The US media plays the role of enabler in this situation. Thus the Associated Press ignores the attacks from Washington and portrays Chávez’s response as nothing more than an electoral ploy on his part. In fact, Chávez had been uncharacteristically restrained. He did not respond to attacks throughout the long US presidential campaign, even when Hillary Clinton and Joe Biden called him a “dictator” or Obama described him as “despotic” – labels that no serious political scientist anywhere would accept for a democratically elected president of a country where the opposition dominates the media. He wrote it off as the influence of South Florida on US presidential elections.
But there are few if any presidents in the world that would take repeated verbal abuse from another government without responding. Obama’s advisers know that no matter what this administration does to Venezuela, the press will portray Chávez as the aggressor. So it’s an easy, if cynical, political calculation for them to poison relations from the outset. What they have not yet realised is that by doing so they are alienating the majority of the region.
There is still hope for change in US foreign policy toward Latin America, which has become thoroughly discredited on everything from the war on drugs to the Cuba embargo to trade policy. But as during the Bush years, we will need relentless pressure from the south. Last September the Union of South American Nations strongly backed Bolivia’s government against opposition violence and destabilisation. This was very successful in countering Washington’s tacit support for the more extremist elements of Bolivia’s opposition. It showed the Bush administration that the region was not going to tolerate any attempts to legitimise an extra-legal opposition in Bolivia or to grant it special rights outside of the democratic political process.

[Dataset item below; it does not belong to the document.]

//! Identity registry, cloud-backed verification, and the background
//! reconciliation job that keeps the two in sync.

pub mod background_refresh;
pub mod registry;
pub mod verify;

Several presidents, including Lula, have called upon Obama to lift the embargo on Cuba, as they congratulated him on his victory. Lula also asked Obama to meet with Chávez. Hopefully these governments will continue to assert – repeatedly, publicly and with one voice – that Washington’s problems with Cuba, Bolivia and Venezuela are Washington’s problems, and not the result of anything that those governments have done. When the Obama team is convinced that a “divide and conquer” approach to the region will fail just as miserably for this administration as it did for the previous one, then we may see the beginnings of a new policy toward Latin America.